> _Records for this exercise_:
◇ ◇ ◇ ◇

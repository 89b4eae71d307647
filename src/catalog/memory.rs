//! In-memory catalog with monotonically increasing ids

use async_trait::async_trait;
use parking_lot::RwLock;
use std::collections::BTreeMap;
use std::sync::atomic::{AtomicU64, Ordering};
use std::sync::Arc;

use super::{Catalog, CatalogError, ImageId, ImageRecord, NewImage, UserId};

#[derive(Clone, Default)]
pub struct MemoryCatalog {
    records: Arc<RwLock<BTreeMap<ImageId, ImageRecord>>>,
    last_id: Arc<AtomicU64>,
}

impl MemoryCatalog {
    pub fn new() -> Self {
        Self::default()
    }

    pub fn len(&self) -> usize {
        self.records.read().len()
    }

    pub fn is_empty(&self) -> bool {
        self.records.read().is_empty()
    }
}

#[async_trait]
impl Catalog for MemoryCatalog {
    async fn get(&self, id: ImageId) -> Result<Option<ImageRecord>, CatalogError> {
        Ok(self.records.read().get(&id).cloned())
    }

    async fn insert(&self, image: NewImage) -> Result<ImageRecord, CatalogError> {
        let id = self.last_id.fetch_add(1, Ordering::SeqCst) + 1;
        let record = ImageRecord {
            id,
            url: image.url,
            alt_text: image.alt_text,
            owner_id: image.owner_id,
        };
        self.records.write().insert(id, record.clone());
        Ok(record)
    }

    async fn list_by_owner(&self, owner: UserId) -> Result<Vec<ImageRecord>, CatalogError> {
        Ok(self
            .records
            .read()
            .values()
            .filter(|r| r.owner_id == owner)
            .cloned()
            .collect())
    }

    async fn update_url(&self, id: ImageId, url: &str) -> Result<ImageRecord, CatalogError> {
        let mut records = self.records.write();
        let record = records.get_mut(&id).ok_or(CatalogError::NotFound(id))?;
        record.url = url.to_string();
        Ok(record.clone())
    }

    async fn delete(&self, id: ImageId) -> Result<ImageRecord, CatalogError> {
        self.records
            .write()
            .remove(&id)
            .ok_or(CatalogError::NotFound(id))
    }
}
// Error types module

use thiserror::Error;

use crate::auth::AuthError;
use crate::catalog::{CatalogError, ImageId};
use crate::storage::StorageError;
use crate::transform::ImageError;

/// Request-level error returned by the services
///
/// Every module error folds into one of these categories, which decide the
/// HTTP status and whether any side effect may have happened.
#[derive(Debug, Error)]
pub enum ServiceError {
    /// Malformed or out-of-range input, detected before any write
    #[error("{0}")]
    Validation(String),

    /// Output format with no encoder
    #[error("{0}")]
    UnsupportedFormat(String),

    /// Missing/invalid credentials, or the caller does not own the image
    #[error("{0}")]
    Unauthorized(String),

    #[error("image {0} not found")]
    NotFound(ImageId),

    /// Upload or stored source over its size cap
    #[error("{0}")]
    PayloadTooLarge(String),

    /// Source bytes are not a decodable image
    #[error("{0}")]
    Decode(String),

    #[error("{0}")]
    Encode(String),

    /// Object store I/O failure (fetch, store, delete, timeout)
    #[error("storage error: {0}")]
    Storage(String),

    #[error("internal error: {0}")]
    Internal(String),
}

impl ServiceError {
    pub fn to_http_status(&self) -> u16 {
        match self {
            ServiceError::Validation(_) | ServiceError::UnsupportedFormat(_) => 400,
            ServiceError::Unauthorized(_) => 401,
            ServiceError::NotFound(_) => 404,
            ServiceError::PayloadTooLarge(_) => 413,
            ServiceError::Decode(_)
            | ServiceError::Encode(_)
            | ServiceError::Storage(_)
            | ServiceError::Internal(_) => 500,
        }
    }

    /// Short label used in the JSON error body and metrics
    pub fn label(&self) -> &'static str {
        match self {
            ServiceError::Validation(_) => "invalid request body",
            ServiceError::UnsupportedFormat(_) => "unsupported format",
            ServiceError::Unauthorized(_) => "unauthorized",
            ServiceError::NotFound(_) => "not found",
            ServiceError::PayloadTooLarge(_) => "payload too large",
            ServiceError::Decode(_)
            | ServiceError::Encode(_)
            | ServiceError::Storage(_)
            | ServiceError::Internal(_) => "internal server error",
        }
    }

    /// Metric outcome label
    pub fn kind(&self) -> &'static str {
        match self {
            ServiceError::Validation(_) => "validation",
            ServiceError::UnsupportedFormat(_) => "unsupported_format",
            ServiceError::Unauthorized(_) => "unauthorized",
            ServiceError::NotFound(_) => "not_found",
            ServiceError::PayloadTooLarge(_) => "too_large",
            ServiceError::Decode(_) => "decode",
            ServiceError::Encode(_) => "encode",
            ServiceError::Storage(_) => "storage",
            ServiceError::Internal(_) => "internal",
        }
    }
}

impl From<ImageError> for ServiceError {
    fn from(err: ImageError) -> Self {
        let message = err.to_string();
        match err {
            ImageError::UnsupportedFormat { .. } => ServiceError::UnsupportedFormat(message),
            ImageError::InvalidParameter { .. } | ImageError::ImageBombDetected { .. } => {
                ServiceError::Validation(message)
            }
            ImageError::DecodeFailed { .. } => ServiceError::Decode(message),
            ImageError::EncodeFailed { .. } => ServiceError::Encode(message),
            ImageError::ResizeFailed { .. } | ImageError::RenderFailed { .. } => {
                ServiceError::Internal(message)
            }
        }
    }
}

impl From<StorageError> for ServiceError {
    fn from(err: StorageError) -> Self {
        match err {
            StorageError::TooLarge { .. } => ServiceError::PayloadTooLarge(err.to_string()),
            _ => ServiceError::Storage(err.to_string()),
        }
    }
}

impl From<CatalogError> for ServiceError {
    fn from(err: CatalogError) -> Self {
        match err {
            CatalogError::NotFound(id) => ServiceError::NotFound(id),
            CatalogError::Backend(msg) => ServiceError::Internal(msg),
        }
    }
}

impl From<AuthError> for ServiceError {
    fn from(err: AuthError) -> Self {
        ServiceError::Unauthorized(err.to_string())
    }
}
// Image catalog
//
// Metadata for every image: id, current object URL, alt text and owner.
// The catalog is the source of truth for which stored object an image id
// currently points at; transforms swap the URL once the new object exists.

use async_trait::async_trait;
use serde::{Deserialize, Serialize};
use thiserror::Error;

pub mod memory;

pub use memory::MemoryCatalog;

pub type ImageId = u64;
pub type UserId = u64;

#[derive(Debug, Clone, PartialEq, Eq, Serialize, Deserialize)]
pub struct ImageRecord {
    pub id: ImageId,
    pub url: String,
    pub alt_text: Option<String>,
    #[serde(rename = "user_id")]
    pub owner_id: UserId,
}

/// Fields of a record before the catalog assigns an id
#[derive(Debug, Clone, PartialEq, Eq)]
pub struct NewImage {
    pub url: String,
    pub alt_text: Option<String>,
    pub owner_id: UserId,
}

#[derive(Debug, Error)]
pub enum CatalogError {
    #[error("Image {0} not found")]
    NotFound(ImageId),

    #[error("Catalog backend error: {0}")]
    Backend(String),
}

#[cfg_attr(test, mockall::automock)]
#[async_trait]
pub trait Catalog: Send + Sync {
    /// `Ok(None)` when no image has this id
    async fn get(&self, id: ImageId) -> Result<Option<ImageRecord>, CatalogError>;

    async fn insert(&self, image: NewImage) -> Result<ImageRecord, CatalogError>;

    /// All images owned by `owner`, in id order
    async fn list_by_owner(&self, owner: UserId) -> Result<Vec<ImageRecord>, CatalogError>;

    /// Point `id` at a new object URL
    async fn update_url(&self, id: ImageId, url: &str) -> Result<ImageRecord, CatalogError>;

    /// Remove and return the record
    async fn delete(&self, id: ImageId) -> Result<ImageRecord, CatalogError>;
}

◇ ◇ ◇ ◇

> _Exercise goal_: Extract all of the material exactly as it is written.

> _Answer box_:
repository 89b4eae71d307647
filename src/catalog/memory.rs
//! In-memory catalog with monotonically increasing ids

use async_trait::async_trait;
use parking_lot::RwLock;
use std::collections::BTreeMap;
use std::sync::atomic::{AtomicU64, Ordering};
use std::sync::Arc;

use super::{Catalog, CatalogError, ImageId, ImageRecord, NewImage, UserId};

#[derive(Clone, Default)]
pub struct MemoryCatalog {
    records: Arc<RwLock<BTreeMap<ImageId, ImageRecord>>>,
    last_id: Arc<AtomicU64>,
}

impl MemoryCatalog {
    pub fn new() -> Self {
        Self::default()
    }

    pub fn len(&self) -> usize {
        self.records.read().len()
    }

    pub fn is_empty(&self) -> bool {
        self.records.read().is_empty()
    }
}

#[async_trait]
impl Catalog for MemoryCatalog {
    async fn get(&self, id: ImageId) -> Result<Option<ImageRecord>, CatalogError> {
        Ok(self.records.read().get(&id).cloned())
    }

    async fn insert(&self, image: NewImage) -> Result<ImageRecord, CatalogError> {
        let id = self.last_id.fetch_add(1, Ordering::SeqCst) + 1;
        let record = ImageRecord {
            id,
            url: image.url,
            alt_text: image.alt_text,
            owner_id: image.owner_id,
        };
        self.records.write().insert(id, record.clone());
        Ok(record)
    }

    async fn list_by_owner(&self, owner: UserId) -> Result<Vec<ImageRecord>, CatalogError> {
        Ok(self
            .records
            .read()
            .values()
            .filter(|r| r.owner_id == owner)
            .cloned()
            .collect())
    }

    async fn update_url(&self, id: ImageId, url: &str) -> Result<ImageRecord, CatalogError> {
        let mut records = self.records.write();
        let record = records.get_mut(&id).ok_or(CatalogError::NotFound(id))?;
        record.url = url.to_string();
        Ok(record.clone())
    }

    async fn delete(&self, id: ImageId) -> Result<ImageRecord, CatalogError> {
        self.records
            .write()
            .remove(&id)
            .ok_or(CatalogError::NotFound(id))
    }
}
// Error types module

use thiserror::Error;

use crate::auth::AuthError;
use crate::catalog::{CatalogError, ImageId};
use crate::storage::StorageError;
use crate::transform::ImageError;

/// Request-level error returned by the services
///
/// Every module error folds into one of these categories, which decide the
/// HTTP status and whether any side effect may have happened.
#[derive(Debug, Error)]
pub enum ServiceError {
    /// Malformed or out-of-range input, detected before any write
    #[error("{0}")]
    Validation(String),

    /// Output format with no encoder
    #[error("{0}")]
    UnsupportedFormat(String),

    /// Missing/invalid credentials, or the caller does not own the image
    #[error("{0}")]
    Unauthorized(String),

    #[error("image {0} not found")]
    NotFound(ImageId),

    /// Upload or stored source over its size cap
    #[error("{0}")]
    PayloadTooLarge(String),

    /// Source bytes are not a decodable image
    #[error("{0}")]
    Decode(String),

    #[error("{0}")]
    Encode(String),

    /// Object store I/O failure (fetch, store, delete, timeout)
    #[error("storage error: {0}")]
    Storage(String),

    #[error("internal error: {0}")]
    Internal(String),
}

impl ServiceError {
    pub fn to_http_status(&self) -> u16 {
        match self {
            ServiceError::Validation(_) | ServiceError::UnsupportedFormat(_) => 400,
            ServiceError::Unauthorized(_) => 401,
            ServiceError::NotFound(_) => 404,
            ServiceError::PayloadTooLarge(_) => 413,
            ServiceError::Decode(_)
            | ServiceError::Encode(_)
            | ServiceError::Storage(_)
            | ServiceError::Internal(_) => 500,
        }
    }

    /// Short label used in the JSON error body and metrics
    pub fn label(&self) -> &'static str {
        match self {
            ServiceError::Validation(_) => "invalid request body",
            ServiceError::UnsupportedFormat(_) => "unsupported format",
            ServiceError::Unauthorized(_) => "unauthorized",
            ServiceError::NotFound(_) => "not found",
            ServiceError::PayloadTooLarge(_) => "payload too large",
            ServiceError::Decode(_)
            | ServiceError::Encode(_)
            | ServiceError::Storage(_)
            | ServiceError::Internal(_) => "internal server error",
        }
    }

    /// Metric outcome label
    pub fn kind(&self) -> &'static str {
        match self {
            ServiceError::Validation(_) => "validation",
            ServiceError::UnsupportedFormat(_) => "unsupported_format",
            ServiceError::Unauthorized(_) => "unauthorized",
            ServiceError::NotFound(_) => "not_found",
            ServiceError::PayloadTooLarge(_) => "too_large",
            ServiceError::Decode(_) => "decode",
            ServiceError::Encode(_) => "encode",
            ServiceError::Storage(_) => "storage",
            ServiceError::Internal(_) => "internal",
        }
    }
}

impl From<ImageError> for ServiceError {
    fn from(err: ImageError) -> Self {
        let message = err.to_string();
        match err {
            ImageError::UnsupportedFormat { .. } => ServiceError::UnsupportedFormat(message),
            ImageError::InvalidParameter { .. } | ImageError::ImageBombDetected { .. } => {
                ServiceError::Validation(message)
            }
            ImageError::DecodeFailed { .. } => ServiceError::Decode(message),
            ImageError::EncodeFailed { .. } => ServiceError::Encode(message),
            ImageError::ResizeFailed { .. } | ImageError::RenderFailed { .. } => {
                ServiceError::Internal(message)
            }
        }
    }
}

impl From<StorageError> for ServiceError {
    fn from(err: StorageError) -> Self {
        match err {
            StorageError::TooLarge { .. } => ServiceError::PayloadTooLarge(err.to_string()),
            _ => ServiceError::Storage(err.to_string()),
        }
    }
}

impl From<CatalogError> for ServiceError {
    fn from(err: CatalogError) -> Self {
        match err {
            CatalogError::NotFound(id) => ServiceError::NotFound(id),
            CatalogError::Backend(msg) => ServiceError::Internal(msg),
        }
    }
}

impl From<AuthError> for ServiceError {
    fn from(err: AuthError) -> Self {
        ServiceError::Unauthorized(err.to_string())
    }
}
// Image catalog
//
// Metadata for every image: id, current object URL, alt text and owner.
// The catalog is the source of truth for which stored object an image id
// currently points at; transforms swap the URL once the new object exists.

use async_trait::async_trait;
use serde::{Deserialize, Serialize};
use thiserror::Error;

pub mod memory;

pub use memory::MemoryCatalog;

pub type ImageId = u64;
pub type UserId = u64;

#[derive(Debug, Clone, PartialEq, Eq, Serialize, Deserialize)]
pub struct ImageRecord {
    pub id: ImageId,
    pub url: String,
    pub alt_text: Option<String>,
    #[serde(rename = "user_id")]
    pub owner_id: UserId,
}

/// Fields of a record before the catalog assigns an id
#[derive(Debug, Clone, PartialEq, Eq)]
pub struct NewImage {
    pub url: String,
    pub alt_text: Option<String>,
    pub owner_id: UserId,
}

#[derive(Debug, Error)]
pub enum CatalogError {
    #[error("Image {0} not found")]
    NotFound(ImageId),

    #[error("Catalog backend error: {0}")]
    Backend(String),
}

#[cfg_attr(test, mockall::automock)]
#[async_trait]
pub trait Catalog: Send + Sync {
    /// `Ok(None)` when no image has this id
    async fn get(&self, id: ImageId) -> Result<Option<ImageRecord>, CatalogError>;

    async fn insert(&self, image: NewImage) -> Result<ImageRecord, CatalogError>;

    /// All images owned by `owner`, in id order
    async fn list_by_owner(&self, owner: UserId) -> Result<Vec<ImageRecord>, CatalogError>;

    /// Point `id` at a new object URL
    async fn update_url(&self, id: ImageId, url: &str) -> Result<ImageRecord, CatalogError>;

    /// Remove and return the record
    async fn delete(&self, id: ImageId) -> Result<ImageRecord, CatalogError>;
}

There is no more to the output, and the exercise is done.